*** EXTRACTED DATA ***

use crate::{
    AccessGrant, AuthError, AuthMetrics, AuthorityConfig, CredentialSource, Result as AuthErrorResult,
    RevocationRetry, RevokeTarget, TokenCodec, TokenPair, refresh_secret, store_keys,
};

use std::future::Future;
use std::panic::Location;
use std::sync::Arc;

use chrono::{DateTime, Utc};
use error_location::ErrorLocation;
use serde::de::DeserializeOwned;
use serde::{Deserialize, Serialize};
use tg_core::{IdentityClaims, RefreshTokenRecord, SessionLineage, TokenStatus};
use tg_store::{
    CasOutcome, CredentialStore, StoreError, Versioned, cas_json, get_json, with_timeout,
};
use uuid::Uuid;

/// Lineages owned by one user, kept for revoke-all.
#[derive(Debug, Clone, Default, Serialize, Deserialize)]
struct UserSessions {
    lineages: Vec<LineageRef>,
}

#[derive(Debug, Clone, Serialize, Deserialize)]
struct LineageRef {
    lineage_id: Uuid,
    retain_until: DateTime<Utc>,
}

/// Issues, rotates, validates and revokes session credentials.
///
/// Holds no authoritative state of its own. Every transition is a
/// compare-and-swap against the credential store, so two processes sharing a
/// store agree on which rotation won.
///
/// Store layout:
/// - `refresh:<digest>` one `RefreshTokenRecord` per refresh token
/// - `lineage:<id>` the `SessionLineage` naming the current head
/// - `user:<id>` the lineages a user has opened
pub struct SessionAuthority {
    store: Arc<dyn CredentialStore>,
    codec: TokenCodec,
    config: AuthorityConfig,
    metrics: AuthMetrics,
}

*** End of EXTRACTED DATA ***

§ YOUR TASK: Write down every line of the data above that includes the string "AuthMetrics".

§ RESPONSE TO THIS EXERCISE:
    AccessGrant, AuthError, AuthMetrics, AuthorityConfig, CredentialSource, Result as AuthErrorResult,
    metrics: AuthMetrics,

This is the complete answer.